I am constantly thinking about how to teach my kids gratitude, and I am constantly thinking about how I can bring more gratitude into my life. I believe that we chose how we react to events in our lives, and I want the overriding sentiment in my life to be gratitude. But why gratitude? Because focusing on gratitude forces you to count all the good things in your life as opposed to the bad. And I think there is a direct link between gratitude and joy. Selfishly, I want my life and the lives of my family members to be joyful.

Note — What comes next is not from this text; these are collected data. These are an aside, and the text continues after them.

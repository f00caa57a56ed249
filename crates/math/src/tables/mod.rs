//! Read-only lookup tables
//!
//! All tables are `static` data computed offline in extended precision and
//! rounded to the nearest representable value. Nothing here is ever written,
//! so kernels can read them from any number of threads.

pub mod erfc;
pub mod exp;
pub mod log;

pub use erfc::{ERFC_COEFFS, ERFC_NUM_INTERVALS, ERFC_POLY_LEN, ERFC_XINT};
pub use exp::{EXP_DATA, EXP_DATA_128, EXP_DATA_256, SCALE_LOOKUP_TABLE};
pub use log::{LOG_OFF, LOG_TABLE, LOG_TABLE_LEN};

#[cfg(test)]
mod tests {
    use super::log::{INVC, LOG10C, LOG2C, LOGC};
    use super::*;
    use crate::config::EXP_TABLE_SIZE;

    fn exp_entry(table: &[u64], bits: u32, i: usize) -> f64 {
        f64::from_bits(table[i] + ((i as u64) << (52 - bits)))
    }

    #[test]
    fn test_exp_tables_hold_powers_of_two() {
        for (table, bits) in [(&EXP_DATA_128[..], 7u32), (&EXP_DATA_256[..], 8u32)] {
            let n = table.len();
            assert_eq!(n, 1 << bits);
            assert_eq!(exp_entry(table, bits, 0), 1.0);
            for i in 1..n {
                let want = libm::exp2(i as f64 / n as f64);
                let got = exp_entry(table, bits, i);
                assert!((got - want).abs() <= 2.3e-16 * want, "entry {} of {}", i, n);
            }
        }
    }

    #[test]
    fn test_selected_exp_table_matches_config() {
        assert_eq!(EXP_DATA.len(), EXP_TABLE_SIZE);
    }

    #[test]
    fn test_scale_lookup_table() {
        assert_eq!(SCALE_LOOKUP_TABLE[0], 0);
        // 2^(32/64) = sqrt(2)
        assert_eq!(SCALE_LOOKUP_TABLE[32], (core::f32::consts::SQRT_2.to_bits() & 0x7f_ffff) as u64);
        for pair in SCALE_LOOKUP_TABLE.windows(2) {
            assert!(pair[0] < pair[1]);
        }
    }

    #[test]
    fn test_log_table_row_containing_one_is_exact() {
        let one = 1.0f64.to_bits();
        let i = ((one.wrapping_sub(LOG_OFF) >> 45) % LOG_TABLE_LEN as u64) as usize;
        assert_eq!(LOG_TABLE[i][INVC], 1.0);
        assert_eq!(LOG_TABLE[i][LOGC], 0.0);
        assert_eq!(LOG_TABLE[i][LOG2C], 0.0);
        assert_eq!(LOG_TABLE[i][LOG10C], 0.0);
    }

    #[test]
    fn test_log_table_columns_consistent() {
        for row in LOG_TABLE.iter() {
            assert!((row[LOGC] + libm::log(row[INVC])).abs() < 1e-15);
            assert!((row[LOG2C] - row[LOGC] / core::f64::consts::LN_2).abs() < 1e-15);
            assert!((row[LOG10C] - row[LOGC] / core::f64::consts::LN_10).abs() < 1e-15);
        }
    }

    #[test]
    fn test_erfc_intervals() {
        for (n, &x) in ERFC_XINT[..ERFC_NUM_INTERVALS].iter().enumerate() {
            let want = libm::exp2(n as f64 / 4.0) - 1.0;
            assert!((x - want).abs() < 1e-14);
        }
        assert!(ERFC_COEFFS[ERFC_NUM_INTERVALS].iter().all(|&c| c == 0.0));
        assert_eq!(ERFC_COEFFS[0][0], 1.0);
    }
}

That said, my eight-year-old son can be a real ass, and it’s a daily battle to help him (and me) think positively. Forget about getting him to say kind and loving things to his little sister. The other morning he woke up practically snarling at us. I’ve considered nicknaming him coywolf in honor of the new carnivore that has emerged in the Eastern U.S.. After the third insult, I got so mad that I called him a jerk, and I stormed out of the room. When I finished running through a litany of the ways he’s disappointed me (inside my head), I regrouped and reminded myself of the things he’s good at and that he’s testing boundaries. Then I apologized to him for yelling, and, out of mom-guilt, I devised a new tactic for teaching gratitude.

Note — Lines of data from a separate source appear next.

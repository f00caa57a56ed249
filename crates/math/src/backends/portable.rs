//! Portable backend implementation
//!
//! Fixed-size arrays processed with fixed-trip-count loops. This backend works
//! on every target, serves as the reference for backend equivalence tests, and
//! provides the wide variants (`F64x8`, `F32x16`) used to exercise kernels at
//! vector widths beyond a single 128-bit register.
//!
//! All arithmetic is IEEE-754 with the same rounding as the hardware backends:
//! `fma` is always fused (libm's software fma, or `f64::mul_add` with `std`)
//! so results are bit-identical to NEON.

use crate::traits::{SimdBits, SimdMask, SimdVector};
use core::array;

/// Float lane vector backed by `[T; N]`
#[derive(Debug, Copy, Clone, PartialEq)]
#[repr(transparent)]
pub struct PortableVector<T, const N: usize>(pub [T; N]);

/// Unsigned integer lane vector backed by `[T; N]`
#[derive(Debug, Copy, Clone, PartialEq, Eq)]
#[repr(transparent)]
pub struct PortableBits<T, const N: usize>(pub [T; N]);

/// Lane predicate backed by `[bool; N]`
#[derive(Debug, Copy, Clone, PartialEq, Eq)]
#[repr(transparent)]
pub struct PortableMask<const N: usize>(pub [bool; N]);

/// Two f64 lanes (128-bit)
pub type F64x2 = PortableVector<f64, 2>;

/// Four f32 lanes (128-bit)
pub type F32x4 = PortableVector<f32, 4>;

/// Eight f64 lanes, standing in for a scalable 512-bit register
pub type F64x8 = PortableVector<f64, 8>;

/// Sixteen f32 lanes, standing in for a scalable 512-bit register
pub type F32x16 = PortableVector<f32, 16>;

#[inline(always)]
fn fused_f64(a: f64, b: f64, c: f64) -> f64 {
    #[cfg(feature = "std")]
    {
        a.mul_add(b, c)
    }
    #[cfg(not(feature = "std"))]
    {
        libm::fma(a, b, c)
    }
}

#[inline(always)]
fn fused_f32(a: f32, b: f32, c: f32) -> f32 {
    #[cfg(feature = "std")]
    {
        a.mul_add(b, c)
    }
    #[cfg(not(feature = "std"))]
    {
        libm::fmaf(a, b, c)
    }
}

#[inline(always)]
fn root_f64(x: f64) -> f64 {
    #[cfg(feature = "std")]
    {
        x.sqrt()
    }
    #[cfg(not(feature = "std"))]
    {
        libm::sqrt(x)
    }
}

#[inline(always)]
fn root_f32(x: f32) -> f32 {
    #[cfg(feature = "std")]
    {
        x.sqrt()
    }
    #[cfg(not(feature = "std"))]
    {
        libm::sqrtf(x)
    }
}

impl<const N: usize> SimdMask for PortableMask<N> {
    #[inline(always)]
    fn all(self) -> bool {
        self.0.iter().all(|&lane| lane)
    }

    #[inline(always)]
    fn any(self) -> bool {
        self.0.iter().any(|&lane| lane)
    }

    #[inline(always)]
    fn none(self) -> bool {
        !self.any()
    }

    #[inline(always)]
    fn and(self, rhs: Self) -> Self {
        PortableMask(array::from_fn(|i| self.0[i] & rhs.0[i]))
    }

    #[inline(always)]
    fn or(self, rhs: Self) -> Self {
        PortableMask(array::from_fn(|i| self.0[i] | rhs.0[i]))
    }

    #[inline(always)]
    fn not(self) -> Self {
        PortableMask(array::from_fn(|i| !self.0[i]))
    }

    #[inline(always)]
    fn xor(self, rhs: Self) -> Self {
        PortableMask(array::from_fn(|i| self.0[i] ^ rhs.0[i]))
    }

    #[inline(always)]
    fn test(self, lane: usize) -> bool {
        self.0[lane]
    }
}

macro_rules! impl_portable {
    ($float:ty, $uint:ty, $sint:ty, $width:expr, $fused:path, $root:path) => {
        impl<const N: usize> SimdBits for PortableBits<$uint, N> {
            type Mask = PortableMask<N>;

            const LANES: usize = N;
            const WIDTH: u32 = $width;

            #[inline(always)]
            fn splat(value: u64) -> Self {
                PortableBits([value as $uint; N])
            }

            #[inline(always)]
            fn extract(self, lane: usize) -> u64 {
                self.0[lane] as u64
            }

            #[inline(always)]
            fn add(self, rhs: Self) -> Self {
                PortableBits(array::from_fn(|i| self.0[i].wrapping_add(rhs.0[i])))
            }

            #[inline(always)]
            fn sub(self, rhs: Self) -> Self {
                PortableBits(array::from_fn(|i| self.0[i].wrapping_sub(rhs.0[i])))
            }

            #[inline(always)]
            fn and(self, rhs: Self) -> Self {
                PortableBits(array::from_fn(|i| self.0[i] & rhs.0[i]))
            }

            #[inline(always)]
            fn or(self, rhs: Self) -> Self {
                PortableBits(array::from_fn(|i| self.0[i] | rhs.0[i]))
            }

            #[inline(always)]
            fn xor(self, rhs: Self) -> Self {
                PortableBits(array::from_fn(|i| self.0[i] ^ rhs.0[i]))
            }

            #[inline(always)]
            fn shl(self, count: u32) -> Self {
                PortableBits(array::from_fn(|i| self.0[i] << count))
            }

            #[inline(always)]
            fn shr(self, count: u32) -> Self {
                PortableBits(array::from_fn(|i| self.0[i] >> count))
            }

            #[inline(always)]
            fn sar(self, count: u32) -> Self {
                PortableBits(array::from_fn(|i| ((self.0[i] as $sint) >> count) as $uint))
            }

            #[inline(always)]
            fn lt(self, rhs: Self) -> Self::Mask {
                PortableMask(array::from_fn(|i| self.0[i] < rhs.0[i]))
            }

            #[inline(always)]
            fn le(self, rhs: Self) -> Self::Mask {
                PortableMask(array::from_fn(|i| self.0[i] <= rhs.0[i]))
            }

            #[inline(always)]
            fn gt(self, rhs: Self) -> Self::Mask {
                PortableMask(array::from_fn(|i| self.0[i] > rhs.0[i]))
            }

            #[inline(always)]
            fn ge(self, rhs: Self) -> Self::Mask {
                PortableMask(array::from_fn(|i| self.0[i] >= rhs.0[i]))
            }

            #[inline(always)]
            fn eq(self, rhs: Self) -> Self::Mask {
                PortableMask(array::from_fn(|i| self.0[i] == rhs.0[i]))
            }

            #[inline(always)]
            fn select(mask: Self::Mask, true_val: Self, false_val: Self) -> Self {
                PortableBits(array::from_fn(|i| {
                    if mask.0[i] {
                        true_val.0[i]
                    } else {
                        false_val.0[i]
                    }
                }))
            }

            #[inline(always)]
            fn gather(table: &[u64], index: Self) -> Self {
                PortableBits(array::from_fn(|i| table[index.0[i] as usize] as $uint))
            }
        }

        impl<const N: usize> SimdVector for PortableVector<$float, N> {
            type Scalar = $float;
            type Mask = PortableMask<N>;
            type Bits = PortableBits<$uint, N>;

            const LANES: usize = N;

            #[inline(always)]
            fn splat(value: Self::Scalar) -> Self {
                PortableVector([value; N])
            }

            #[inline(always)]
            fn from_slice(slice: &[Self::Scalar]) -> Self {
                assert!(slice.len() >= N, "Slice too short for portable load");
                PortableVector(array::from_fn(|i| slice[i]))
            }

            #[inline(always)]
            fn to_slice(self, slice: &mut [Self::Scalar]) {
                assert!(slice.len() >= N, "Slice too short for portable store");
                slice[..N].copy_from_slice(&self.0);
            }

            #[inline(always)]
            fn extract(self, lane: usize) -> Self::Scalar {
                self.0[lane]
            }

            #[inline(always)]
            fn replace(mut self, lane: usize, value: Self::Scalar) -> Self {
                self.0[lane] = value;
                self
            }

            #[inline(always)]
            fn add(self, rhs: Self) -> Self {
                PortableVector(array::from_fn(|i| self.0[i] + rhs.0[i]))
            }

            #[inline(always)]
            fn sub(self, rhs: Self) -> Self {
                PortableVector(array::from_fn(|i| self.0[i] - rhs.0[i]))
            }

            #[inline(always)]
            fn mul(self, rhs: Self) -> Self {
                PortableVector(array::from_fn(|i| self.0[i] * rhs.0[i]))
            }

            #[inline(always)]
            fn div(self, rhs: Self) -> Self {
                PortableVector(array::from_fn(|i| self.0[i] / rhs.0[i]))
            }

            #[inline(always)]
            fn neg(self) -> Self {
                PortableVector(array::from_fn(|i| -self.0[i]))
            }

            #[inline(always)]
            fn abs(self) -> Self {
                PortableVector(array::from_fn(|i| <$float>::from_bits(self.0[i].to_bits() & (<$uint>::MAX >> 1))))
            }

            #[inline(always)]
            fn sqrt(self) -> Self {
                PortableVector(array::from_fn(|i| $root(self.0[i])))
            }

            #[inline(always)]
            fn fma(self, b: Self, c: Self) -> Self {
                PortableVector(array::from_fn(|i| $fused(self.0[i], b.0[i], c.0[i])))
            }

            #[inline(always)]
            fn min(self, rhs: Self) -> Self {
                PortableVector(array::from_fn(|i| {
                    let (a, b) = (self.0[i], rhs.0[i]);
                    if a.is_nan() || b.is_nan() {
                        a + b
                    } else if a == b {
                        // -0 wins
                        <$float>::from_bits(a.to_bits() | b.to_bits())
                    } else if a < b {
                        a
                    } else {
                        b
                    }
                }))
            }

            #[inline(always)]
            fn max(self, rhs: Self) -> Self {
                PortableVector(array::from_fn(|i| {
                    let (a, b) = (self.0[i], rhs.0[i]);
                    if a.is_nan() || b.is_nan() {
                        a + b
                    } else if a == b {
                        // +0 wins
                        <$float>::from_bits(a.to_bits() & b.to_bits())
                    } else if a > b {
                        a
                    } else {
                        b
                    }
                }))
            }

            #[inline(always)]
            fn lt(self, rhs: Self) -> Self::Mask {
                PortableMask(array::from_fn(|i| self.0[i] < rhs.0[i]))
            }

            #[inline(always)]
            fn le(self, rhs: Self) -> Self::Mask {
                PortableMask(array::from_fn(|i| self.0[i] <= rhs.0[i]))
            }

            #[inline(always)]
            fn gt(self, rhs: Self) -> Self::Mask {
                PortableMask(array::from_fn(|i| self.0[i] > rhs.0[i]))
            }

            #[inline(always)]
            fn ge(self, rhs: Self) -> Self::Mask {
                PortableMask(array::from_fn(|i| self.0[i] >= rhs.0[i]))
            }

            #[inline(always)]
            fn eq(self, rhs: Self) -> Self::Mask {
                PortableMask(array::from_fn(|i| self.0[i] == rhs.0[i]))
            }

            #[inline(always)]
            fn select(mask: Self::Mask, true_val: Self, false_val: Self) -> Self {
                PortableVector(array::from_fn(|i| {
                    if mask.0[i] {
                        true_val.0[i]
                    } else {
                        false_val.0[i]
                    }
                }))
            }

            #[inline(always)]
            fn to_bits(self) -> Self::Bits {
                PortableBits(array::from_fn(|i| self.0[i].to_bits()))
            }

            #[inline(always)]
            fn from_bits(bits: Self::Bits) -> Self {
                PortableVector(array::from_fn(|i| <$float>::from_bits(bits.0[i])))
            }

            #[inline(always)]
            fn to_int(self) -> Self::Bits {
                PortableBits(array::from_fn(|i| self.0[i] as $sint as $uint))
            }

            #[inline(always)]
            fn from_int(bits: Self::Bits) -> Self {
                PortableVector(array::from_fn(|i| bits.0[i] as $sint as $float))
            }

            #[inline(always)]
            fn gather(table: &[Self::Scalar], index: Self::Bits) -> Self {
                PortableVector(array::from_fn(|i| table[index.0[i] as usize]))
            }
        }
    };
}

impl_portable!(f64, u64, i64, 64, fused_f64, root_f64);
impl_portable!(f32, u32, i32, 32, fused_f32, root_f32);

Since Thanksgiving’s just around the corner, I implemented the Thankful Jar (kudos to Pinterest). Each day, every member of the family has to think of something they are thankful for, write it down, and put it in the jar. On Thanksgiving day, before the rest of my family descends upon us, we will take fifteen or twenty minutes and read everything we’ve put in the jar. You don’t have to use fancy paper or a special paper punch (I did because I have them and look for reasons to justify having bought them). If you have a mason jar in your house, that’s great. If not, use a tall drinking glass or vase. Make this fun and easy for everyone.

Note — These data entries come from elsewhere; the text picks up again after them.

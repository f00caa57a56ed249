//! Double-precision hyperbolic cosine
//!
//! With `t = exp(|x|)`, `cosh(x) = t/2 + 1/(2t)`. Rounding errors in `t`
//! cancel to first order in the sum for small `|x|`, so the result carries
//! about the error of `exp`.

use super::bits;
use super::exp::exp_with;
use crate::config::{DefaultMode, Fast, FpMode};
use crate::fallback::special_case;
use crate::traits::{SimdBits, SimdMask, SimdVector};

/// asuint64(704.0); above this `exp(|x|)` needs two-step scaling
const SPECIAL_BOUND: u64 = 0x4086_0000_0000_0000;

/// asuint64(0x1p-511); below this `exp` squares the argument into the
/// subnormal range
const TINY_BOUND: u64 = 0x2000_0000_0000_0000;

const ABS_MASK: u64 = 0x7fff_ffff_ffff_ffff;

/// Vectorized hyperbolic cosine in the default [`FpMode`]
#[inline]
pub fn cosh<V: SimdVector<Scalar = f64>>(x: V) -> V {
    cosh_with::<DefaultMode, V>(x)
}

/// Vectorized hyperbolic cosine
///
/// Lanes with `|x| >= 704`, Inf or NaN are recomputed with `libm::cosh`.
/// In `RespectExceptions` mode `|x| < 2^-511` is flagged too.
///
/// # Example
///
/// ```rust
/// use vela_math::{F64x2, SimdVector};
/// use vela_math::math::cosh;
///
/// assert_eq!(cosh(F64x2::splat(0.0)).extract(0), 1.0);
/// assert_eq!(cosh(F64x2::splat(-800.0)).extract(1), f64::INFINITY);
/// ```
#[inline]
pub fn cosh_with<M: FpMode, V: SimdVector<Scalar = f64>>(x: V) -> V {
    let iax = x.to_bits().and(bits::<V>(ABS_MASK));

    let (special, ax) = if M::RESPECT_EXCEPTIONS {
        let special = iax
            .sub(bits::<V>(TINY_BOUND))
            .ge(bits::<V>(SPECIAL_BOUND - TINY_BOUND));
        (special, V::select(special, V::splat(0.0), x.abs()))
    } else {
        (iax.ge(bits::<V>(SPECIAL_BOUND)), x.abs())
    };

    let t = exp_with::<Fast, V>(ax);
    let y = t.mul(V::splat(0.5)).add(V::splat(0.5).div(t));

    if special.any() {
        return special_case(x, y, special, libm::cosh);
    }
    y
}

#[cfg(test)]
mod tests {
    use super::*;
    use crate::backends::portable::{F64x2, PortableVector};
    use crate::config::RespectExceptions;

    fn ulps(got: f64, want: f64) -> u64 {
        (got.to_bits() as i64 - want.to_bits() as i64).unsigned_abs()
    }

    #[test]
    fn test_cosh_is_even() {
        for &x in &[1e-300, 1e-5, 0.3, 1.0, 7.5, 300.0, 710.0] {
            let pos = cosh(F64x2::splat(x)).extract(0);
            let neg = cosh(F64x2::splat(-x)).extract(0);
            assert_eq!(pos.to_bits(), neg.to_bits(), "cosh({})", x);
        }
    }

    #[test]
    fn test_cosh_matches_libm() {
        for &x in &[1e-8, 0.3, 1.0, -2.75, 20.0, -300.0, 703.5] {
            let got = cosh(F64x2::splat(x)).extract(0);
            assert!(ulps(got, libm::cosh(x)) <= 4, "cosh({}) = {:e}", x, got);
        }
    }

    #[test]
    fn test_cosh_special_lanes() {
        let x = PortableVector([f64::NEG_INFINITY, f64::NAN]);
        for y in [cosh_with::<Fast, _>(x), cosh_with::<RespectExceptions, _>(x)] {
            assert_eq!(y.extract(0), f64::INFINITY);
            assert!(y.extract(1).is_nan());
        }

        // finite up to about 710.47
        let y = cosh(PortableVector([710.0f64, 711.0]));
        assert!(y.extract(0).is_finite());
        assert_eq!(y.extract(1), f64::INFINITY);
    }
}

The Thankful Jar is a small push-up with a big impact. While I admire the NPR interviewee who spent a year living by the rules of the Bible (and discovered that practicing daily gratitude changed how he approached life more than anything else), my family needs something we can fit daily into our too-busy lives between now and Thanksgiving. The Thankful Jar requires five minutes a day, a jar, small pieces of paper, and a pen.